Please copy out all lines of the entries that contain the word "AssignOp".

-------- Input material --------

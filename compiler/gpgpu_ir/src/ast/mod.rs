//! Flat AST for the JavaScript kernel subset.
//!
//! Nodes live in an [`AstArena`](crate::AstArena) and refer to each other by
//! index. The node enums are closed: code generation matches on them
//! exhaustively, so every construct the parser accepts has an explicit
//! accept-or-reject arm downstream.

mod operators;

use std::fmt;

use crate::Span;

pub use operators::{AssignOp, BinaryOp, LogicalOp, UnaryOp, UpdateOp};

macro_rules! define_id {
    ($(#[$meta:meta])* $name:ident) => {
        $(#[$meta])*
        #[derive(Copy, Clone, Eq, PartialEq, Hash)]
        #[repr(transparent)]
        pub struct $name(u32);

        impl $name {
            #[inline]
            pub const fn new(index: u32) -> Self {
                $name(index)
            }

            #[inline]
            pub const fn index(self) -> usize {
                self.0 as usize
            }
        }

        impl fmt::Debug for $name {
            fn fmt(&self, f: &mut fmt::Formatter<'_>) -> fmt::Result {
                write!(f, "{}({})", stringify!($name), self.0)
            }
        }
    };
}

define_id!(
    /// Index into the expression arena.
    ExprId
);
define_id!(
    /// Index into the statement arena.
    StmtId
);
define_id!(
    /// Index into the function arena.
    FunctionId
);

/// Literal values.
#[derive(Clone, PartialEq, Debug)]
pub enum Literal {
    Number(f64),
    String(String),
    Bool(bool),
    Null,
}

/// How an object literal key was written.
#[derive(Copy, Clone, Eq, PartialEq, Debug)]
pub enum PropertyKeyKind {
    /// `x` (keywords included).
    Ident,
    /// `"x"` or `'x'`.
    String,
    /// `0`, `1.5`
    Number,
}

impl PropertyKeyKind {
    pub const fn name(self) -> &'static str {
        match self {
            PropertyKeyKind::Ident => "identifier",
            PropertyKeyKind::String => "string",
            PropertyKeyKind::Number => "number",
        }
    }
}

/// Object literal property `key: value`.
#[derive(Clone, PartialEq, Debug)]
pub struct Property {
    pub key: String,
    pub key_kind: PropertyKeyKind,
    pub key_span: Span,
    pub value: ExprId,
    pub span: Span,
}

/// Right side of a member expression.
#[derive(Clone, PartialEq, Debug)]
pub enum MemberProperty {
    /// `obj.name`
    Named(String, Span),
    /// `obj[expr]`
    Computed(ExprId),
}

#[derive(Clone, PartialEq, Debug)]
pub struct Expr {
    pub kind: ExprKind,
    pub span: Span,
}

#[derive(Clone, PartialEq, Debug)]
pub enum ExprKind {
    Ident(String),
    Literal(Literal),
    This,
    Object(Vec<Property>),
    Array(Vec<ExprId>),
    Function(FunctionId),
    Unary {
        op: UnaryOp,
        operand: ExprId,
    },
    Update {
        op: UpdateOp,
        prefix: bool,
        operand: ExprId,
    },
    Binary {
        op: BinaryOp,
        left: ExprId,
        right: ExprId,
    },
    Logical {
        op: LogicalOp,
        left: ExprId,
        right: ExprId,
    },
    Assign {
        op: AssignOp,
        target: ExprId,
        value: ExprId,
    },
    Conditional {
        test: ExprId,
        consequent: ExprId,
        alternate: ExprId,
    },
    Member {
        object: ExprId,
        property: MemberProperty,
    },
    Call {
        callee: ExprId,
        args: Vec<ExprId>,
    },
    New {
        callee: ExprId,
        args: Vec<ExprId>,
    },
}

impl ExprKind {
    /// Node name used in "unsupported" diagnostics.
    pub fn name(&self) -> &'static str {
        match self {
            ExprKind::Ident(_) => "Identifier",
            ExprKind::Literal(_) => "Literal",
            ExprKind::This => "ThisExpression",
            ExprKind::Object(_) => "ObjectExpression",
            ExprKind::Array(_) => "ArrayExpression",
            ExprKind::Function(_) => "FunctionExpression",
            ExprKind::Unary { .. } => "UnaryExpression",
            ExprKind::Update { .. } => "UpdateExpression",
            ExprKind::Binary { .. } => "BinaryExpression",
            ExprKind::Logical { .. } => "LogicalExpression",
            ExprKind::Assign { .. } => "AssignmentExpression",
            ExprKind::Conditional { .. } => "ConditionalExpression",
            ExprKind::Member { .. } => "MemberExpression",
            ExprKind::Call { .. } => "CallExpression",
            ExprKind::New { .. } => "NewExpression",
        }
    }
}

#[derive(Copy, Clone, Eq, PartialEq, Hash, Debug)]
pub enum VarKind {
    Const,
    Let,
    Var,
}

/// One `name = init` entry of a variable declaration.
#[derive(Clone, PartialEq, Debug)]
pub struct Declarator {
    pub name: String,
    pub init: Option<ExprId>,
    pub span: Span,
}

/// Initializer clause of a `for` statement.
#[derive(Copy, Clone, Eq, PartialEq, Debug)]
pub enum ForInit {
    /// A `VarDecl` statement.
    Decl(StmtId),
    Expr(ExprId),
}

#[derive(Clone, PartialEq, Debug)]
pub struct Stmt {
    pub kind: StmtKind,
    pub span: Span,
}

#[derive(Clone, PartialEq, Debug)]
pub enum StmtKind {
    Block(Vec<StmtId>),
    VarDecl {
        kind: VarKind,
        declarators: Vec<Declarator>,
    },
    If {
        test: ExprId,
        consequent: StmtId,
        alternate: Option<StmtId>,
    },
    For {
        init: Option<ForInit>,
        test: Option<ExprId>,
        update: Option<ExprId>,
        body: StmtId,
    },
    While {
        test: ExprId,
        body: StmtId,
    },
    DoWhile {
        body: StmtId,
        test: ExprId,
    },
    Expr(ExprId),
    Return(Option<ExprId>),
    Break,
    Continue,
    Empty,
    FunctionDecl(FunctionId),
}

impl StmtKind {
    /// Node name used in "unsupported" diagnostics.
    pub fn name(&self) -> &'static str {
        match self {
            StmtKind::Block(_) => "BlockStatement",
            StmtKind::VarDecl { .. } => "VariableDeclaration",
            StmtKind::If { .. } => "IfStatement",
            StmtKind::For { .. } => "ForStatement",
            StmtKind::While { .. } => "WhileStatement",
            StmtKind::DoWhile { .. } => "DoWhileStatement",
            StmtKind::Expr(_) => "ExpressionStatement",
            StmtKind::Return(_) => "ReturnStatement",
            StmtKind::Break => "BreakStatement",
            StmtKind::Continue => "ContinueStatement",
            StmtKind::Empty => "EmptyStatement",
            StmtKind::FunctionDecl(_) => "FunctionDeclaration",
        }
    }
}

/// A function parameter.
#[derive(Clone, PartialEq, Debug)]
pub enum Param {
    Ident(String, Span),
    /// `name = default`
    Default {
        name: String,
        default: ExprId,
        span: Span,
    },
    /// `...name`
    Rest(String, Span),
}

impl Param {
    pub fn span(&self) -> Span {
        match self {
            Param::Ident(_, span) | Param::Rest(_, span) | Param::Default { span, .. } => *span,
        }
    }
}

/// A function declaration or expression.
#[derive(Clone, PartialEq, Debug)]
pub struct Function {
    pub name: Option<String>,
    pub params: Vec<Param>,
    /// Always a `StmtKind::Block`.
    pub body: StmtId,
    pub span: Span,
}

/// Top-level statement list of one parsed source.
#[derive(Clone, PartialEq, Debug, Default)]
pub struct Program {
    pub body: Vec<StmtId>,
}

--------

Solution below:
pub use operators::{AssignOp, BinaryOp, LogicalOp, UnaryOp, UpdateOp};
        op: AssignOp,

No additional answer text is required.